OPINION: Tampon shortage is the next war on women, after baby formulas

Tampons are the latest item in scarcity due to global supply chain disruptions, giving women across the U.S. a hard time. SPECIAL TO THE ORACLE/PEXELS/POLINA ZIMMERMAN

The tampon shortage, flying under the radar in early June, looms large all over the U.S. due to global supply chain complications caused by the pandemic, according to a Bloomberg report.

Despite its direct impact on women all over the U.S., the shortage has not been dealt with in a serious and timely manner. Involving the public, not just women, in the conversation and stabilizing tampon prices are among the important moves to tackle the issue.

Global supply chain issues caused by the pandemic have led to the scarcity of various products, from medical supplies, toilet paper, baby formulas to the most recent tampon shortage, according to the New York Times research team.

Procter & Gamble, which controls nearly 50% of the U.S. tampon market, struggles in sourcing raw materials necessary for producing tampons. Transportation to and from production and retail locations also contributes to the issue, according to P&G’s latest earning calls.

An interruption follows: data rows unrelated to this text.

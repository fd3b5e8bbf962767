//! Fault injection at named storage operations.
//!
//! A failpoint is armed in one of three ways:
//! * for the calling thread only, with [`enable`];
//! * for every thread, with [`arm`], until the returned guard is dropped;
//! * for the whole process at startup, through `XIDLOG_FAILPOINTS`: a
//!   comma-separated list of names, each optionally `name=N` to fail only
//!   the first `N` hits.
//!
//! Storage code calls [`maybe_fail`] before touching a file.

use std::cell::RefCell;
use std::collections::HashSet;
use std::io;
use std::sync::atomic::{AtomicBool, Ordering};
use std::sync::Once;

use parking_lot::{const_mutex, Mutex};
use tracing::{debug, warn};

pub const STORAGE_READ: &str = "storage::read";
pub const STORAGE_WRITE: &str = "storage::write";
pub const STORAGE_EXTEND: &str = "storage::extend";

/// When a process-wide failpoint fires.
#[derive(Debug, Clone, Copy, PartialEq, Eq)]
pub enum Trigger {
    /// Every hit fails.
    Always,
    /// The next `n` hits fail, later ones pass.
    Times(u32),
    /// The next `n` hits pass, every later one fails.
    After(u32),
}

#[derive(Debug)]
struct Armed {
    name: String,
    trigger: Trigger,
    fired: u64,
}

impl Armed {
    fn fire(&mut self) -> bool {
        let fail = match &mut self.trigger {
            Trigger::Always => true,
            Trigger::Times(0) => false,
            Trigger::Times(n) => {
                *n -= 1;
                true
            }
            Trigger::After(0) => true,
            Trigger::After(n) => {
                *n -= 1;
                false
            }
        };
        if fail {
            self.fired += 1;
        }
        fail
    }
}

thread_local! {
    static LOCAL: RefCell<HashSet<String>> = RefCell::new(HashSet::new());
}

static GLOBAL: Mutex<Vec<Armed>> = const_mutex(Vec::new());
static ANY_GLOBAL: AtomicBool = AtomicBool::new(false);
static ENV_LOADED: Once = Once::new();

/// Arms `name` for the calling thread until [`disable`] or [`clear`].
pub fn enable(name: &str) {
    LOCAL.with(|set| {
        set.borrow_mut().insert(name.to_string());
    });
}

pub fn disable(name: &str) {
    LOCAL.with(|set| {
        set.borrow_mut().remove(name);
    });
}

/// Disarms every failpoint of the calling thread.
pub fn clear() {
    LOCAL.with(|set| set.borrow_mut().clear());
}

/// Keeps a process-wide failpoint armed. Disarms it on drop.
#[derive(Debug)]
#[must_use = "the failpoint is disarmed when the guard is dropped"]
pub struct FailpointGuard {
    name: String,
}

impl FailpointGuard {
    /// How many hits have failed so far.
    pub fn fired(&self) -> u64 {
        GLOBAL
            .lock()
            .iter()
            .find(|armed| armed.name == self.name)
            .map_or(0, |armed| armed.fired)
    }
}

impl Drop for FailpointGuard {
    fn drop(&mut self) {
        disarm(&self.name);
    }
}

/// Arms `name` for every thread. Re-arming a name replaces its trigger.
pub fn arm(name: &str, trigger: Trigger) -> FailpointGuard {
    ENV_LOADED.call_once(load_env);
    install(name, trigger);
    FailpointGuard {
        name: name.to_string(),
    }
}

/// Disarms a process-wide failpoint, including one armed from the
/// environment.
pub fn disarm(name: &str) {
    let mut global = GLOBAL.lock();
    global.retain(|armed| armed.name != name);
    ANY_GLOBAL.store(!global.is_empty(), Ordering::Release);
}

fn install(name: &str, trigger: Trigger) {
    let mut global = GLOBAL.lock();
    global.retain(|armed| armed.name != name);
    global.push(Armed {
        name: name.to_string(),
        trigger,
        fired: 0,
    });
    ANY_GLOBAL.store(true, Ordering::Release);
    debug!(name, ?trigger, "armed failpoint");
}

fn load_env() {
    let Ok(raw) = std::env::var("XIDLOG_FAILPOINTS") else {
        return;
    };
    for item in raw.split(',').map(str::trim).filter(|item| !item.is_empty()) {
        match item.split_once('=') {
            None => install(item, Trigger::Always),
            Some((name, count)) => match count.trim().parse() {
                Ok(n) => install(name.trim(), Trigger::Times(n)),
                Err(_) => warn!(item, "ignoring malformed failpoint"),
            },
        }
    }
}

/// True if `name` is armed for this thread or process-wide.
pub fn is_enabled(name: &str) -> bool {
    ENV_LOADED.call_once(load_env);
    if LOCAL.with(|set| set.borrow().contains(name)) {
        return true;
    }
    ANY_GLOBAL.load(Ordering::Acquire) && GLOBAL.lock().iter().any(|armed| armed.name == name)
}

/// Fails with an I/O error if `name` fires on this hit.
pub fn maybe_fail(name: &str) -> io::Result<()> {
    ENV_LOADED.call_once(load_env);
    let local = LOCAL.with(|set| set.borrow().contains(name));
    let global = !local
        && ANY_GLOBAL.load(Ordering::Acquire)
        && GLOBAL
            .lock()
            .iter_mut()
            .find(|armed| armed.name == name)
            .is_some_and(Armed::fire);
    if local || global {
        Err(io::Error::other(format!("failpoint triggered: {name}")))
    } else {
        Ok(())
    }
}

#[cfg(test)]
mod tests {
    use super::*;
    use std::thread;

    #[test]
    fn test_thread_local_failpoint() {
        assert!(maybe_fail("test::local").is_ok());
        enable("test::local");
        let err = maybe_fail("test::local").unwrap_err();
        assert!(err.to_string().contains("test::local"));

        let other_thread = thread::spawn(|| is_enabled("test::local")).join().unwrap();
        assert!(!other_thread);

        disable("test::local");
        assert!(maybe_fail("test::local").is_ok());
        enable("test::local");
        clear();
        assert!(!is_enabled("test::local"));
    }

    #[test]
    fn test_armed_failpoint_reaches_other_threads() {
        let guard = arm("test::global", Trigger::Always);
        let failed = thread::spawn(|| maybe_fail("test::global").is_err()).join().unwrap();
        assert!(failed);
        assert_eq!(guard.fired(), 1);

        drop(guard);
        assert!(!is_enabled("test::global"));
        assert!(maybe_fail("test::global").is_ok());
    }

    #[test]
    fn test_counted_triggers() {
        let times = arm("test::times", Trigger::Times(2));
        let outcomes: Vec<bool> = (0..4).map(|_| maybe_fail("test::times").is_err()).collect();
        assert_eq!(outcomes, [true, true, false, false]);
        assert_eq!(times.fired(), 2);

        let after = arm("test::after", Trigger::After(2));
        let outcomes: Vec<bool> = (0..4).map(|_| maybe_fail("test::after").is_err()).collect();
        assert_eq!(outcomes, [false, false, true, true]);
        assert_eq!(after.fired(), 2);
    }
}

The tampon shortage didn’t receive extensive news coverage until early June, despite emerging since April on forums such as DCUrban and Reddit. The mark-up in tampon prices on Amazon was also an early warning sign, yet was largely ignored, according to TIME magazine.

Infant formula witnessed the same trend, when warnings surfaced in November 2021. The U.S. Food and Drug Administration (FDA) was late to respond, however, only informing about measures to improve supplies by its May 2022 press release.

It was due to this delay in taking actions that the formula shortage is expected to last much longer, requiring shipments from abroad by the Biden administration. This mirrors the delayed reaction in response to menstrual products’ scarcity and will likely persist for longer.

The situation is more alarming, given that retailers monopolizing the feminine care market can’t put a pin to the severity of the issue or any specific timeline for actions. 

Tampax makers P&G went so far as to blame comedian Amy Schumer for the shortage of tampons in a TIME magazine interview after her successful commercial series for Tampax.

CVS and Walgreens confirmed low supply issues as per statements to NPR but couldn’t provide any data about out-of-stocks.

There is no argument to the fact that there is an unrelenting and urgent biological demand for menstrual products, which does not halt in times of scarcity. This might explain the condemnable price gouging tactic many businesses have allegedly assumed to take advantage of the situation.

P&G, for example, posted its biggest sales gain in decades this most recent quarter, with a 10% increase in profits gained from the feminine care division.

As of now, women can switch to alternative products, such as menstrual cups or period underwear, according to Good Housekeeping. The shortage offers women a chance to rethink the approach to their period. Other options should be explored to make sure they have something else to fall back on in times of scarcity.

Awareness campaigns to educate the public about menstrual hygiene would help spread understanding, attention and subsequently more widespread media coverage on these issues.

Talking about periods helps “demystify it” and give people, not just those with periods, a better sense of the costs and logistical challenges associated with this, suggested John Horton, an Emory University School of Medicine professor in a New York Times interview.

The exploitation of this emergency for financial gain by corporations must be widely condemned and avoided, as stated in the letter of U.S. senator Margaret W. Hassan to P&G chief executive officer.

“Access to menstrual products should be treated like every other essential good,” Hassan said. The cost of this shortage cannot fall on the backs of people who need these products the most.

Timely actions to stabilize prices and meet the demands as quickly as possible must be a priority for lawmakers and production companies. People can go without a new car or a nice Starbucks cup in times of a disrupted supply chain, but not tampons.